Hadits ini sarat dengan pelajaran, penulis hanya membatasi pada hal-hal yang berkaitan dengan prilaku rumah tangga antara suami dan istri, karena inilah maksud dari dikutipnya hadits ini di sini.

1- Kebaikan akhlak Rasulullah saw sebagai suami kepada keluarganya, beliau tidak ingin mengganggu keluarganya pada saat dia sedang mengambil hak istirahat walaupun itu demi melaksanakan perintah Allah untuk pergi ke kuburan Baqi’ dan memohon ampunan untuk kaum muslimin di sana. Bahkan untuk menjawab panggilan Jibril, beliau menjawabnya dengan pelan, beliau tidak ingin membuat keluarganya terkejut atau takut.

Bisa saja Rasulullah saw membangunkan keluarganya dan memintanya menunggu kepulangan beliau dalam keadaan terjaga atau tertidur, tetapi ini tidak beliau lakukan, sebab hajat yang akan beliau laksanakan belum diketahui apakah akan membutuhkan waktu lama atau sebentar. Menunggu pada waktu yang semestinya untuk istirahat tentu sangat memberatkan, lebih-lebih menunggu dalam keadaan terjaga untuk sesuatu yang belum diketahui selesainya. Dari sini Rasulullah saw memilih keluar diam-diam karena beliau tidak ingin merepotkan keluarga pada waktu yang seharusnya dia tidak direpotkan.

2- Kelembutan beliau dalam bersikap kepada keluarga, beliau tidak marah kepada keluarganya setelah mengetahui bahwa dia membuntutinya, beliau hanya bertanya apa yang sebenarnya terjadi, meminta kejelasan, karena dalam kasus seperti ini bukan kemarahan yang diperlukan, kemarahan justru memicu masalah baru, yang diperlukan adalah ketenangan dan keterbukaan selanjutnya adalah saling memahami. Selesai.

3- Keluarga Rasulullah saw yang satu ini melakukan hal ini karena didorong rasa cemburu, dia khawatir Rasulullah saw mendatangi istrinya yang lain pada malam di mana ia merupakan haknya. Dalam riwayat Ahmad, Aisyah berkata, “Maka aku cemburu kepadanya, aku khawatir beliau datang kepada salah seorang istrinya, lalu beliau pulang melihat apa yang aku lakukan, beliau bertanya, “Apakah kamu cemburu?” Aku menjawab, “Apakah orang sepertiku tidak cemburu kepada orang sepertimu?” Kecemburuan dalam rumah tangga adalah sesuatu yang wajar, orang yang cemburu akan melakukan apa yang merupakan ungkapan dari kecemburuannya tersebut.

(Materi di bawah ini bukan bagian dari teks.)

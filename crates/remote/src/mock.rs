//! In-memory remote sources for testing.

use crate::error::{ErrorKind, Result};
use crate::feed::MilestoneFeed;
use crate::listing::{PageStream, SnapshotListing};
use crate::models::MilestoneItem;
use async_stream::stream;
use async_trait::async_trait;
use std::collections::HashMap;
use std::sync::atomic::{AtomicUsize, Ordering};

/// In-memory [`SnapshotListing`] for testing.
///
/// Seed it with a `LAST_CHANGE` marker and a page chain per platform, and
/// optionally make it fail partway through the chain to exercise
/// interrupted-sync recovery. Fetch counters let tests assert that the
/// short-circuit really skipped the network.
///
/// # Examples
///
/// ```
/// use revmap_remote::mock::MockListing;
///
/// let listing = MockListing::default()
///     .with_last_change("Win", 300)
///     .with_pages("Win", [vec!["Win/100/".into()], vec!["Win/300/".into()]]);
/// ```
#[derive(Debug, Default)]
pub struct MockListing {
    last_change: HashMap<String, i64>,
    pages: HashMap<String, Vec<Vec<String>>>,
    fail_after_pages: Option<usize>,
    marker_fetches: AtomicUsize,
    page_fetches: AtomicUsize,
}

impl MockListing {
    /// Seed the `LAST_CHANGE` marker for a platform.
    pub fn with_last_change(mut self, platform: impl Into<String>, revision: i64) -> Self {
        self.last_change.insert(platform.into(), revision);
        self
    }

    /// Seed the listing page chain for a platform, one `Vec` of prefix
    /// strings per page.
    pub fn with_pages(
        mut self,
        platform: impl Into<String>,
        pages: impl IntoIterator<Item = Vec<String>>,
    ) -> Self {
        self.pages.insert(platform.into(), pages.into_iter().collect());
        self
    }

    /// Fail the page stream after yielding `pages` successful pages.
    pub fn failing_after_pages(mut self, pages: usize) -> Self {
        self.fail_after_pages = Some(pages);
        self
    }

    /// Number of `LAST_CHANGE` fetches performed so far.
    pub fn marker_fetches(&self) -> usize {
        self.marker_fetches.load(Ordering::SeqCst)
    }

    /// Number of listing pages served so far (successful ones only).
    pub fn page_fetches(&self) -> usize {
        self.page_fetches.load(Ordering::SeqCst)
    }
}

#[async_trait]
impl SnapshotListing for MockListing {
    async fn last_change(&self, platform: &str) -> Result<i64> {
        self.marker_fetches.fetch_add(1, Ordering::SeqCst);
        match self.last_change.get(platform) {
            Some(revision) => Ok(*revision),
            // An unseeded platform behaves like an unreachable remote.
            None => Err(exn::Exn::from(ErrorKind::Http)),
        }
    }

    fn pages<'a>(&'a self, platform: &'a str) -> PageStream<'a> {
        // An unseeded platform serves a single empty page, like a real
        // listing of an empty namespace.
        let pages = self.pages.get(platform).cloned().unwrap_or_else(|| vec![Vec::new()]);
        Box::pin(stream! {
            for (index, page) in pages.into_iter().enumerate() {
                if self.fail_after_pages.is_some_and(|limit| index >= limit) {
                    yield Err(exn::Exn::from(ErrorKind::Http));
                    break;
                }
                self.page_fetches.fetch_add(1, Ordering::SeqCst);
                yield Ok(page);
            }
        })
    }
}

/// In-memory [`MilestoneFeed`] for testing.
#[derive(Debug, Default)]
pub struct MockFeed {
    items: Vec<MilestoneItem>,
    fail: bool,
}

impl MockFeed {
    /// Seed the feed with `(milestone, branch position)` pairs.
    pub fn with_items(mut self, items: impl IntoIterator<Item = (i64, i64)>) -> Self {
        self.items = items
            .into_iter()
            .map(|(milestone, position)| MilestoneItem {
                milestone,
                chromium_main_branch_position: position,
            })
            .collect();
        self
    }

    /// Make every fetch fail.
    pub fn failing(mut self) -> Self {
        self.fail = true;
        self
    }
}

#[async_trait]
impl MilestoneFeed for MockFeed {
    async fn fetch(&self) -> Result<Vec<MilestoneItem>> {
        if self.fail {
            return Err(exn::Exn::from(ErrorKind::Http));
        }
        Ok(self.items.clone())
    }
}

#[cfg(test)]
mod tests {
    use super::*;
    use futures::TryStreamExt;

    #[tokio::test]
    async fn test_mock_listing_serves_seeded_pages() {
        let listing = MockListing::default()
            .with_last_change("Win", 300)
            .with_pages("Win", [vec!["Win/100/".to_string()], vec!["Win/300/".to_string()]]);
        assert_eq!(listing.last_change("Win").await.unwrap(), 300);
        let pages: Vec<Vec<String>> = listing.pages("Win").try_collect().await.unwrap();
        assert_eq!(pages, vec![vec!["Win/100/".to_string()], vec!["Win/300/".to_string()]]);
        assert_eq!(listing.marker_fetches(), 1);
        assert_eq!(listing.page_fetches(), 2);
    }

    #[tokio::test]
    async fn test_mock_listing_failure_injection() {
        let listing = MockListing::default()
            .with_pages("Mac", [vec!["Mac/1/".to_string()], vec!["Mac/2/".to_string()]])
            .failing_after_pages(1);
        let mut stream = listing.pages("Mac");
        assert_eq!(stream.try_next().await.unwrap(), Some(vec!["Mac/1/".to_string()]));
        let error = stream.try_next().await.unwrap_err();
        assert!(matches!(&*error, ErrorKind::Http));
    }

    #[tokio::test]
    async fn test_mock_feed() {
        let feed = MockFeed::default().with_items([(100, 950365)]);
        let items = feed.fetch().await.unwrap();
        assert_eq!(items[0].milestone, 100);
        assert!(MockFeed::default().failing().fetch().await.is_err());
    }
}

Dalam kasus ini Rasulullah saw tidak menampakkan kekesalannya kepada keluarganya atas perbuatannya yang terdorong oleh rasa cemburu, beliau juga tidak mempersoalkan kecemburuannya.

4- Kasus ini boleh dibilang timbul karena kesalahan presepsi dan ia selesai dengan sangat mudah, karena yang dibutuhkan hanyalah konfirmasi, saling percaya dan menjaga kepercayaan.

5- Terakhir, penulis membayangkan kejar-kejaran antara Rasulullah saw dengan keluarganya pada malam hari. Ketika Rasulullah saw selesai berdoa dan berbalik untuk pulang, keluarganya yang mengetahui hendak pulang, karena tidak ingin diketahui, langsung mengambil langkah, begitu Rasulullah saw mempercepat langkahnya, dia pun mempercepat langkahnya, semakin cepat Rasulullah saw melangkah, semakin cepat dia melangkah, sehingga dia tiba di rumah dengan nafas tersengal-sengal karena berlari. Dan Rasulullah saw mengetahui ada bayangan di depan beliau tetapi beliau belum mengetahui bahwa ia adalah keluraganya, beliau baru mengetahui ternyata bayangan yang berjalan mengkuti irama jalan beliau itu adalah keluarganya setelah tiba di rumah dan pemilik bayangan mengaku. Wallahu a’lam.